# About this task
Lines in the records below that contain the word "struct" must each be copied.

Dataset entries
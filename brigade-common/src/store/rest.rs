//! PostgREST-style HTTPS client for the durable store.
use async_trait::async_trait;
use reqwest::{Client, RequestBuilder, Response};
use serde::{Deserialize, Serialize};
use std::time::Duration;

use super::{PositionStore, StoreConfig, StoreError, UserRecord};
use crate::types::{PositionRecord, UnitMeta};

/// Flat row layout of the positions table.
#[derive(Debug, Clone, Serialize, Deserialize)]
struct PositionRow {
    unit_id: String,
    lat: f64,
    lng: f64,
    ts: i64,
    #[serde(flatten)]
    meta: UnitMeta,
}

impl From<&PositionRecord> for PositionRow {
    fn from(record: &PositionRecord) -> Self {
        Self {
            unit_id: record.unit_id.clone(),
            lat: record.lat,
            lng: record.lng,
            ts: record.timestamp,
            meta: record.meta.clone(),
        }
    }
}

impl From<PositionRow> for PositionRecord {
    fn from(row: PositionRow) -> Self {
        Self {
            unit_id: row.unit_id,
            lat: row.lat,
            lng: row.lng,
            timestamp: row.ts,
            meta: row.meta,
        }
    }
}

pub struct RestStore {
    client: Client,
    base_url: String,
    api_key: String,
    positions_table: String,
    users_table: String,
}

impl RestStore {
    pub fn new(config: &StoreConfig) -> anyhow::Result<Self> {
        let client = Client::builder()
            .timeout(Duration::from_secs(config.timeout_secs))
            .user_agent(concat!("brigade-tracker/", env!("CARGO_PKG_VERSION")))
            .build()
            .map_err(|e| anyhow::anyhow!("Failed to build store HTTP client: {}", e))?;

        Ok(Self {
            client,
            base_url: config.url.trim_end_matches('/').to_string(),
            api_key: config.api_key.clone(),
            positions_table: config.positions_table.clone(),
            users_table: config.users_table.clone(),
        })
    }

    fn table_url(&self, table: &str) -> String {
        format!("{}/rest/v1/{}", self.base_url, table)
    }

    fn recent_positions_url(&self, since_ms: i64) -> String {
        format!(
            "{}?select=*&ts=gte.{}&order=ts.asc",
            self.table_url(&self.positions_table),
            since_ms
        )
    }

    fn active_user_url(&self, username: &str) -> String {
        format!(
            "{}?select=*&username=eq.{}&activo=eq.true&limit=1",
            self.table_url(&self.users_table),
            urlencoding::encode(username)
        )
    }

    fn authorize(&self, request: RequestBuilder) -> RequestBuilder {
        request
            .header("apikey", &self.api_key)
            .bearer_auth(&self.api_key)
    }

    async fn check(response: Response) -> Result<Response, StoreError> {
        let status = response.status();
        if status.is_success() {
            return Ok(response);
        }
        let body = response.text().await.unwrap_or_default();
        Err(StoreError::Status {
            status: status.as_u16(),
            body,
        })
    }
}

#[async_trait]
impl PositionStore for RestStore {
    async fn insert_position(&self, record: &PositionRecord) -> Result<(), StoreError> {
        let row = PositionRow::from(record);
        let response = self
            .authorize(self.client.post(self.table_url(&self.positions_table)))
            .header("Prefer", "return=minimal")
            .json(&row)
            .send()
            .await?;
        Self::check(response).await?;

        tracing::debug!("Stored position for unit {}", record.unit_id);
        Ok(())
    }

    async fn recent_positions(&self, since_ms: i64) -> Result<Vec<PositionRecord>, StoreError> {
        let url = self.recent_positions_url(since_ms);
        let response = self.authorize(self.client.get(url)).send().await?;
        let body = Self::check(response).await?.text().await?;

        let rows: Vec<PositionRow> = serde_json::from_str(&body)?;
        tracing::debug!("Fetched {} position rows since {}", rows.len(), since_ms);
        Ok(rows.into_iter().map(PositionRecord::from).collect())
    }

    async fn find_active_user(&self, username: &str) -> Result<Option<UserRecord>, StoreError> {
        let url = self.active_user_url(username);
        let response = self.authorize(self.client.get(url)).send().await?;
        let body = Self::check(response).await?.text().await?;

        let mut users: Vec<UserRecord> = serde_json::from_str(&body)?;
        Ok(users.pop())
    }
}
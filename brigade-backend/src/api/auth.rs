use axum::{
    Json,
    extract::{State, rejection::JsonRejection},
    response::{IntoResponse, Response},
};
use brigade_common::{LoginReply, LoginRequest, PositionStore, UserProfile};
use tracing::{error, info, warn};

use super::error::AuthError;
use crate::service::AppState;

/// Check a username/secret pair against the store's active accounts.
///
/// Unknown, inactive and mismatching accounts all produce
/// [`AuthError::InvalidCredentials`].
pub async fn authenticate(
    store: &dyn PositionStore,
    request: &LoginRequest,
) -> Result<UserProfile, AuthError> {
    let username = request.username.trim();
    if username.is_empty() || request.secret.is_empty() {
        return Err(AuthError::InvalidCredentials);
    }

    let user = store
        .find_active_user(username)
        .await?
        .ok_or(AuthError::InvalidCredentials)?;

    if !secrets_match(&user.secret, &request.secret) {
        return Err(AuthError::InvalidCredentials);
    }
    Ok(user.profile())
}

/// Compare every byte of `given` so timing does not leak the matching prefix.
fn secrets_match(expected: &str, given: &str) -> bool {
    let expected = expected.as_bytes();
    let given = given.as_bytes();
    let mut diff = expected.len() ^ given.len();
    for (i, byte) in given.iter().enumerate() {
        let other = expected.get(i).copied().unwrap_or(0);
        diff |= usize::from(byte ^ other);
    }
    diff == 0
}

/// `POST /api/login`
pub async fn login_handler(
    State(state): State<AppState>,
    payload: Result<Json<LoginRequest>, JsonRejection>,
) -> Response {
    let Json(request) = match payload {
        Ok(body) => body,
        Err(rejection) => {
            warn!("Malformed login request: {}", rejection.body_text());
            return AuthError::InvalidCredentials.into_response();
        }
    };

    match authenticate(state.store.as_ref(), &request).await {
        Ok(user) => {
            info!("User {} logged in", user.username);
            Json(LoginReply::success(user)).into_response()
        }
        Err(e) => {
            match &e {
                AuthError::InvalidCredentials => warn!("Failed login for '{}'", request.username),
                AuthError::Store(cause) => error!("Login lookup failed: {}", cause),
            }
            e.into_response()
        }
    }
}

# Task answer
struct PositionRow {
pub struct RestStore {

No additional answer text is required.